When I got myself together enough to get up, I went to find my mother. I found her sitting in the living room with a glass of wine watching TV like nothing happened. “Hi. Woke up from your nap?”, she said. Touché mama, touché. My heart wanted to protest again about the unfairness of my punishment but I reached up to my face, felt the sting, and thought better of it. Not to mention my pride was bruised. “Yes ma’am. Sorry about earlier.”, I managed to squeak out.

She accepted my apology and left me grounded for a week.
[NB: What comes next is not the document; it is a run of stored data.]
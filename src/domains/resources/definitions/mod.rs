//! Resource definitions module.
//!
//! Each resource is defined in its own file with:
//! - URI and metadata
//! - Content provider
//!
//! ## Adding a New Resource
//!
//! 1. Create a new file (e.g., `my_resource.rs`)
//! 2. Implement the `ResourceDefinition` trait
//! 3. Export it here
//! 4. Register in `registry.rs`

use super::service::ResourceContent;

pub mod cache_usage;
pub mod server_info;

pub use cache_usage::CacheUsageResource;
pub use server_info::ServerInfoResource;

/// Trait for resource definitions.
///
/// Each resource must implement this trait to provide its metadata and content.
pub trait ResourceDefinition {
    /// The unique URI of the resource.
    const URI: &'static str;

    /// The display name of the resource.
    const NAME: &'static str;

    /// A description of the resource.
    const DESCRIPTION: &'static str;

    /// The MIME type of the resource content.
    const MIME_TYPE: &'static str;

    /// Get the content for this resource.
    fn content() -> ResourceContent;
}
For a good two weeks I swore she knocked me unconsious but it turned out that she just backhanded me so hard that I stood there stunned and started bawling so she carried me to my bed where I sobbed myself to sleep. Boyfriend and I broke up later in the week because I wasn’t about to sneak out the house again to hang out with me. Not with the incredible hulk mama sleeping a few doors down. I may be a lot of things, but completely stupid ain’t one. I realized that 14 isn’t exactly grown, and learned perhaps the most important lesson of all: Do not in any way call your mama out of her name, no matter how old or how grown you (think you) are. I’m *cough*hoveringatagethirtyforever*cough* and I’d still never try that mess. The memory is too fresh. Anytime after that when I wanted to cuss my mama out, I just did it in my head. Even then I’d be scared that she could read my mind so I would start reciting scripture in my head instead, Jesushelpme.

We don’t talk much about ‘the incident’ now, but every now and again when I’m getting too big for my britches in her eyes, she’ll say, “Wake up from your nap?”. Yeah. Ouch.